• _DATASET CONTENT_
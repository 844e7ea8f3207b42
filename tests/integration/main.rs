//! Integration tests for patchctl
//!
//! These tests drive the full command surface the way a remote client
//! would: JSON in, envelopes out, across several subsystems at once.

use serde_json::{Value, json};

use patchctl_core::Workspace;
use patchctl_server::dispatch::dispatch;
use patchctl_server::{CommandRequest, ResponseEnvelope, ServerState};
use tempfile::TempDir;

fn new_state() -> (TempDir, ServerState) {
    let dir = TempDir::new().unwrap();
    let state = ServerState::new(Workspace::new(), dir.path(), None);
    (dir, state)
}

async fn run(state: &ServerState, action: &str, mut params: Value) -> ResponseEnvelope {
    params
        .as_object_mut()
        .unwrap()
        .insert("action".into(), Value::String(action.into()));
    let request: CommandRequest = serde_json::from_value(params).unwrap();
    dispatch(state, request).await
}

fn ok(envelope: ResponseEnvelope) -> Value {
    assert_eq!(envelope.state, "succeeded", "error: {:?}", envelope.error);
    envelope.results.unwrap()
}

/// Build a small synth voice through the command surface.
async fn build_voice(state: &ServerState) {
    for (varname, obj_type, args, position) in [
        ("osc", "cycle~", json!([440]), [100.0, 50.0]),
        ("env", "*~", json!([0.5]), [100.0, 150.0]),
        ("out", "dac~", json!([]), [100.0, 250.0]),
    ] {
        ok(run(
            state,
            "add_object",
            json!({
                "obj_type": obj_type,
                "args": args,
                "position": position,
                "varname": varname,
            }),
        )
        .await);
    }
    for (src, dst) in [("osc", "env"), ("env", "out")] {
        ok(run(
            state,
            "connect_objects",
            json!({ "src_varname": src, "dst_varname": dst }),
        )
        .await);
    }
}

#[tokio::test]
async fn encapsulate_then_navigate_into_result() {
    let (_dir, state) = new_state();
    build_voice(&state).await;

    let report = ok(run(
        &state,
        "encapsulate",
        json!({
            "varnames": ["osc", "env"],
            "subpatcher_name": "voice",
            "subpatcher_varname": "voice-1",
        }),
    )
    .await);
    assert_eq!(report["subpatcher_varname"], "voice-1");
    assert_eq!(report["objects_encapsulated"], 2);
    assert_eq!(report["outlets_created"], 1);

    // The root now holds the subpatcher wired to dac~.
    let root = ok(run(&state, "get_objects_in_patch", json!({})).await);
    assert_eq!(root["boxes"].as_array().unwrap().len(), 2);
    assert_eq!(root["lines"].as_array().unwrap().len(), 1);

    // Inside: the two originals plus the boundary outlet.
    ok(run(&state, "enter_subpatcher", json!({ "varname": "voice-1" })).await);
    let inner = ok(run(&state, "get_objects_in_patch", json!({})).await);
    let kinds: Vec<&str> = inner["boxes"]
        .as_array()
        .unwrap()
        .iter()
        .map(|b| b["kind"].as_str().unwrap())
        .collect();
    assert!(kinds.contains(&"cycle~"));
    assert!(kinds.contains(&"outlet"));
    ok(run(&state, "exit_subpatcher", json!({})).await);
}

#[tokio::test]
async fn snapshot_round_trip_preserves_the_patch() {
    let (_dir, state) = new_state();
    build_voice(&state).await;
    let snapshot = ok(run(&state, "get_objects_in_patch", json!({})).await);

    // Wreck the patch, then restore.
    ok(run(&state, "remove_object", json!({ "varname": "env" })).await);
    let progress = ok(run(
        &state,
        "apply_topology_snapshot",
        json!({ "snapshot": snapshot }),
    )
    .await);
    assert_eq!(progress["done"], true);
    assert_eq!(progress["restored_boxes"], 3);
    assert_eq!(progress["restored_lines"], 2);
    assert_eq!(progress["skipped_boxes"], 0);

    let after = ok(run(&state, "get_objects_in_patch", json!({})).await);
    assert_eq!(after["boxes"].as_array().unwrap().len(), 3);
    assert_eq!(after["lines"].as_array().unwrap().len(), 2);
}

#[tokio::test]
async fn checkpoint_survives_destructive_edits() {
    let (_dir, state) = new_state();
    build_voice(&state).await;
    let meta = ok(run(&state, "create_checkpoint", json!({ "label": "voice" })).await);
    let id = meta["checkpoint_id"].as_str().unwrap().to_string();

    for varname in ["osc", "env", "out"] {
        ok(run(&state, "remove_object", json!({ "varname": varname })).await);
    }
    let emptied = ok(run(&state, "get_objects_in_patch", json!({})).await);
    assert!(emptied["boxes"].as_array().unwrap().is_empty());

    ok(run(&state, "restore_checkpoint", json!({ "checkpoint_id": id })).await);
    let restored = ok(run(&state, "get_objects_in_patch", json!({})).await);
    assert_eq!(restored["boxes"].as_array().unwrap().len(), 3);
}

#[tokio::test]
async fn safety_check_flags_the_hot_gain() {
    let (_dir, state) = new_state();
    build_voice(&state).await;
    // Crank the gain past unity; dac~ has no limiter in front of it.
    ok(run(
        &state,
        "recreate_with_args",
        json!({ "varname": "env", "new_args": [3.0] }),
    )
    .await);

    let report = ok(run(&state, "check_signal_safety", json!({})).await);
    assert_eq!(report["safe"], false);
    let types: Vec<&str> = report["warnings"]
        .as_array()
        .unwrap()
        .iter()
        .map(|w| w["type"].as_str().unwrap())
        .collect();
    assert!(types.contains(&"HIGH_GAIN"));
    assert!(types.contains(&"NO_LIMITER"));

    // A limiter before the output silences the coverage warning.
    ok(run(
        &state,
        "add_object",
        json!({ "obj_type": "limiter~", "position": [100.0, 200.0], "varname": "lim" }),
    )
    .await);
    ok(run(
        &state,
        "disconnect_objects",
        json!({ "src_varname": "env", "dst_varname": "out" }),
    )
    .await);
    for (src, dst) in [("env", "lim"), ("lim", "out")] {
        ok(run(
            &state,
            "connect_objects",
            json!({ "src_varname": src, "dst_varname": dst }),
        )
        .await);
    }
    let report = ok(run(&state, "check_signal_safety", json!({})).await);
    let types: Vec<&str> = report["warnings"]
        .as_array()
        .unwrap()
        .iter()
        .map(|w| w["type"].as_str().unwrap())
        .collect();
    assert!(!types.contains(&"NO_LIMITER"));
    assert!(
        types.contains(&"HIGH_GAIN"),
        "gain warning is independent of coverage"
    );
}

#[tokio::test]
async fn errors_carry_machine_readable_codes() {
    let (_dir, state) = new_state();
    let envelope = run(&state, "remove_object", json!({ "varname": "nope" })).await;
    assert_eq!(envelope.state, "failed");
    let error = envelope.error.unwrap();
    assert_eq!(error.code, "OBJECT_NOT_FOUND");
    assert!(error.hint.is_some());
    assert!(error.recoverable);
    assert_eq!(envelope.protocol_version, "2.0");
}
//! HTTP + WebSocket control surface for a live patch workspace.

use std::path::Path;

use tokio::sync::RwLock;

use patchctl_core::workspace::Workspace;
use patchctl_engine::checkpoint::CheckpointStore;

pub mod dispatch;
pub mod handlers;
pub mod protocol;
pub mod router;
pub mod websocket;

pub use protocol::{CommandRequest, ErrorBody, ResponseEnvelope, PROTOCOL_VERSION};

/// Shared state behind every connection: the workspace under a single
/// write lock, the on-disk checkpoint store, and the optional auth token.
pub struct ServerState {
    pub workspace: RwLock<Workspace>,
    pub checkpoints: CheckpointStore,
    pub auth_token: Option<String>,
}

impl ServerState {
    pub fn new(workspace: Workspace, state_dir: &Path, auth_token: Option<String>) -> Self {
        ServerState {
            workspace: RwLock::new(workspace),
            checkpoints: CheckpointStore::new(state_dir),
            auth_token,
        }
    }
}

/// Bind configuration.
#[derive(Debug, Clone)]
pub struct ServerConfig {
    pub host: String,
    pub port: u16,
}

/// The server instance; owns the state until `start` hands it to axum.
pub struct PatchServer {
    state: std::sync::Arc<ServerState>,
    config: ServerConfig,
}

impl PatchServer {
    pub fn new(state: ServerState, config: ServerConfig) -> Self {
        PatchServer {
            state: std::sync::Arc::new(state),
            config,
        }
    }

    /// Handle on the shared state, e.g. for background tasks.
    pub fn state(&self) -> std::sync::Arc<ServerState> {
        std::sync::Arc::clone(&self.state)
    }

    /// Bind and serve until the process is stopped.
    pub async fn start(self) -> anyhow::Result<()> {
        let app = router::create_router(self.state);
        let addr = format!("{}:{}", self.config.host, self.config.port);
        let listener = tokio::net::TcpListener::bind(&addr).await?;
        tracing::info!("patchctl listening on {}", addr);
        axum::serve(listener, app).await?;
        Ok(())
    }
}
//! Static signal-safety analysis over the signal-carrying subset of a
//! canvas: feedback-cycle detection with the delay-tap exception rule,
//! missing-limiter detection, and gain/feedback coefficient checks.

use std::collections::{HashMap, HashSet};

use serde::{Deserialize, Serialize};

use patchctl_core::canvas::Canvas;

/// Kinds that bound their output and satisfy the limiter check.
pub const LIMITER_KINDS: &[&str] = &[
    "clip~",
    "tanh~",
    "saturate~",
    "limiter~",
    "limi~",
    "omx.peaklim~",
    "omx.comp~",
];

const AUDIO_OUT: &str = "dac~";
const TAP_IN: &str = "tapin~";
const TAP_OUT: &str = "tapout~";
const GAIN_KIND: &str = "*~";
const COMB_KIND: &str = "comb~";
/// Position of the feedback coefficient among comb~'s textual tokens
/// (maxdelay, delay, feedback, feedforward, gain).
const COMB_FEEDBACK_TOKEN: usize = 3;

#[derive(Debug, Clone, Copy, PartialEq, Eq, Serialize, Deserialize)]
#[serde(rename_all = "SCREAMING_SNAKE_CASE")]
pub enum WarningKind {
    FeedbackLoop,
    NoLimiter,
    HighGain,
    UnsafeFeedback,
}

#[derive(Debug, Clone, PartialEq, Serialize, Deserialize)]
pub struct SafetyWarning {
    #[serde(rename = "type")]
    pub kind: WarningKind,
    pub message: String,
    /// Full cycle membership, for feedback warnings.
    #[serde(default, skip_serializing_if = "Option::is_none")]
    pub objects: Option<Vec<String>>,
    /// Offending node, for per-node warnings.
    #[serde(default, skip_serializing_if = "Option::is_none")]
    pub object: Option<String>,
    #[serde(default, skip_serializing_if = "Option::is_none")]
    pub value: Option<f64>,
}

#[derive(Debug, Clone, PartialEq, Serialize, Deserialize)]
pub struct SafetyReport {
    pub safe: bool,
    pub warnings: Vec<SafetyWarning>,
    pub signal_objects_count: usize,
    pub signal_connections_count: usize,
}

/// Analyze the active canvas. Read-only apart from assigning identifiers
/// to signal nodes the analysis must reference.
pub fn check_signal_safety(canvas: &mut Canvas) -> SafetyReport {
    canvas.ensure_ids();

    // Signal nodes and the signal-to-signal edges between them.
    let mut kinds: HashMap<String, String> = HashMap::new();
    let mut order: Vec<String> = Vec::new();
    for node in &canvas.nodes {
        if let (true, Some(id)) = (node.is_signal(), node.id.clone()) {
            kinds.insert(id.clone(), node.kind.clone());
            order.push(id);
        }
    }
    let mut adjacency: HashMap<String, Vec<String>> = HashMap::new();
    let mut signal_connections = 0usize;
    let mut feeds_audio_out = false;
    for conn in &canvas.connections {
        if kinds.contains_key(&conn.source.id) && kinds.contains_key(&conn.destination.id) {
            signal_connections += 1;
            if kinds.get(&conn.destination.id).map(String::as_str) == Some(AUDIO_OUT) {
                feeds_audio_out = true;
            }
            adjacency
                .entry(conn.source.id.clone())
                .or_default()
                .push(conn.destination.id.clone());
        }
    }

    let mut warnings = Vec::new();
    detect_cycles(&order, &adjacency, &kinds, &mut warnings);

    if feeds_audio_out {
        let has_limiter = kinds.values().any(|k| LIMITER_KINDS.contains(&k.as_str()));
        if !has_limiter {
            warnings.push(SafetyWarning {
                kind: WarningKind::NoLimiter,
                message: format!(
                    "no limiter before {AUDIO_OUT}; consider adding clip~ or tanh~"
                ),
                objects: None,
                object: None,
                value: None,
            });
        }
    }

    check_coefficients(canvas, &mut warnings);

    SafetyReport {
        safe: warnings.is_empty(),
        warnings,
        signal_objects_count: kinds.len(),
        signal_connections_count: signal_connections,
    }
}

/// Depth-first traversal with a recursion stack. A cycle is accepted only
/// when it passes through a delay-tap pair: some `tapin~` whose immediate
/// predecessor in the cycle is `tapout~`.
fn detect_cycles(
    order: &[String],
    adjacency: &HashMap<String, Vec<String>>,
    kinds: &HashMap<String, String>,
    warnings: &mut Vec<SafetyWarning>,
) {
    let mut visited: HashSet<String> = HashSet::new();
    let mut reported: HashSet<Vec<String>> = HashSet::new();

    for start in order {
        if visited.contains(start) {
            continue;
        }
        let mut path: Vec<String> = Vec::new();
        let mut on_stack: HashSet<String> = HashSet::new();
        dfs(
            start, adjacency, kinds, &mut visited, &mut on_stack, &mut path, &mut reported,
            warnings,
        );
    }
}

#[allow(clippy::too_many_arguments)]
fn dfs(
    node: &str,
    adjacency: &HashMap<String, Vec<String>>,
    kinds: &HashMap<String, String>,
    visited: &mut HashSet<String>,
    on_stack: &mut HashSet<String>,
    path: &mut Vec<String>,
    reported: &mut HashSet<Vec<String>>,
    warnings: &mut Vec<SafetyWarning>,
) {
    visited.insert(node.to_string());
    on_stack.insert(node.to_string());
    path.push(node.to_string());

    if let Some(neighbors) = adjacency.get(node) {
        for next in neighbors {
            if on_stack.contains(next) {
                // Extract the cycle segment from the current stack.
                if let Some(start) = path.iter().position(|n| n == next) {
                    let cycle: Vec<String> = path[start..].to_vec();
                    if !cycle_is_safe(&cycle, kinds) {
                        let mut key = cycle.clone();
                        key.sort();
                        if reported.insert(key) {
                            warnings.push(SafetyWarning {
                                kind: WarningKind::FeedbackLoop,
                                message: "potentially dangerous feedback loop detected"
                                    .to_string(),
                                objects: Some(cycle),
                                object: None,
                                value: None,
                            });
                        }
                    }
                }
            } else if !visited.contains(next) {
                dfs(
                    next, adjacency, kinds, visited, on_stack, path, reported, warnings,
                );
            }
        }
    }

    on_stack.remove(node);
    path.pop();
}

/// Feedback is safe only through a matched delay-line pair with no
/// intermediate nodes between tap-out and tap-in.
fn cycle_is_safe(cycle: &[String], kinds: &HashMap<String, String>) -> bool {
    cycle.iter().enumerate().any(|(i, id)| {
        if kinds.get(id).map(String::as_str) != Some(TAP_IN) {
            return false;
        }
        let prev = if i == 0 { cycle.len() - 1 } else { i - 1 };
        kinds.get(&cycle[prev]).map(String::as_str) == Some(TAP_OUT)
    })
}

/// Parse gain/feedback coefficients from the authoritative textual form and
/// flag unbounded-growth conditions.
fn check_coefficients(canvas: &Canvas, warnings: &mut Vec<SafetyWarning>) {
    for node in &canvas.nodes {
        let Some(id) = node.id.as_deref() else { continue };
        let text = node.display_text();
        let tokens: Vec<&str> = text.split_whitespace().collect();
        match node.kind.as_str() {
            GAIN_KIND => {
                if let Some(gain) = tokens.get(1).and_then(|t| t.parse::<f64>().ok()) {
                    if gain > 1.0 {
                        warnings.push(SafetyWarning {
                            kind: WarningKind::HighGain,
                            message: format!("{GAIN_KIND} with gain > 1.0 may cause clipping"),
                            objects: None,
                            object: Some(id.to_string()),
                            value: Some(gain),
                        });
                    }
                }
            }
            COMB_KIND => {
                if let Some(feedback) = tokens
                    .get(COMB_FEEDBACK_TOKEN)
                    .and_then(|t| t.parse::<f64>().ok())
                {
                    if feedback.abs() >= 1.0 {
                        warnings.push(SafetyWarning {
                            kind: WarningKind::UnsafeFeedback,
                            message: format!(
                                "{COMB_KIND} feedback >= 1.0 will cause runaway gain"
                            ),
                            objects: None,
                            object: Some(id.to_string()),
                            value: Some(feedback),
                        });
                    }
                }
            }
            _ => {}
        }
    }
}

--

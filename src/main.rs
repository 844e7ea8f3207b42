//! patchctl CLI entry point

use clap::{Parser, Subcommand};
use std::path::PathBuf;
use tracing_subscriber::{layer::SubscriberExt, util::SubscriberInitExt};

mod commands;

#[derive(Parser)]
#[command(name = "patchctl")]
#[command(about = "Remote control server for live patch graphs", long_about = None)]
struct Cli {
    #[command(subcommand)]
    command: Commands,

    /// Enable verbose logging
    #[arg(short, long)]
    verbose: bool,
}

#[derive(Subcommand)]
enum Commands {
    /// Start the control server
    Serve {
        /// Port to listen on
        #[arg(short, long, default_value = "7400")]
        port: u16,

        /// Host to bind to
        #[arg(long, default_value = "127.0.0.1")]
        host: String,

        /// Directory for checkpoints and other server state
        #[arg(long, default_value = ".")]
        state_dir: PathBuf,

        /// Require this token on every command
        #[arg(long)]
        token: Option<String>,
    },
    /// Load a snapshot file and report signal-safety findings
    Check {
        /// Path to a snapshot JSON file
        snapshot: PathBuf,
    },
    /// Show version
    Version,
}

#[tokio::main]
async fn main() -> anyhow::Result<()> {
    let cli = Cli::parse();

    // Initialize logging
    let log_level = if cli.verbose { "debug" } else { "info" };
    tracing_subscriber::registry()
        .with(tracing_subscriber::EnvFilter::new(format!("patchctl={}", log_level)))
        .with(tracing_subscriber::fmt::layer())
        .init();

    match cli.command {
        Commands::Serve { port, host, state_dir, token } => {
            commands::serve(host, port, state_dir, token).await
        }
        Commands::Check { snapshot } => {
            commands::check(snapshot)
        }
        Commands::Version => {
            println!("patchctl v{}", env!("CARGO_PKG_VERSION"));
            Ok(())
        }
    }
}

• _TASK_
Taking the records above, retype every line from the one with "kinds.get(&cycle[prev]).map(String::as_str) == Some(TAP_OUT)" down to the one with "if gain > 1.0", exactly and with nothing else.

• _ANSWER TO THIS PROBLEM_
        kinds.get(&cycle[prev]).map(String::as_str) == Some(TAP_OUT)
    })
}

/// Parse gain/feedback coefficients from the authoritative textual form and
/// flag unbounded-growth conditions.
fn check_coefficients(canvas: &Canvas, warnings: &mut Vec<SafetyWarning>) {
    for node in &canvas.nodes {
        let Some(id) = node.id.as_deref() else { continue };
        let text = node.display_text();
        let tokens: Vec<&str> = text.split_whitespace().collect();
        match node.kind.as_str() {
            GAIN_KIND => {
                if let Some(gain) = tokens.get(1).and_then(|t| t.parse::<f64>().ok()) {
                    if gain > 1.0 {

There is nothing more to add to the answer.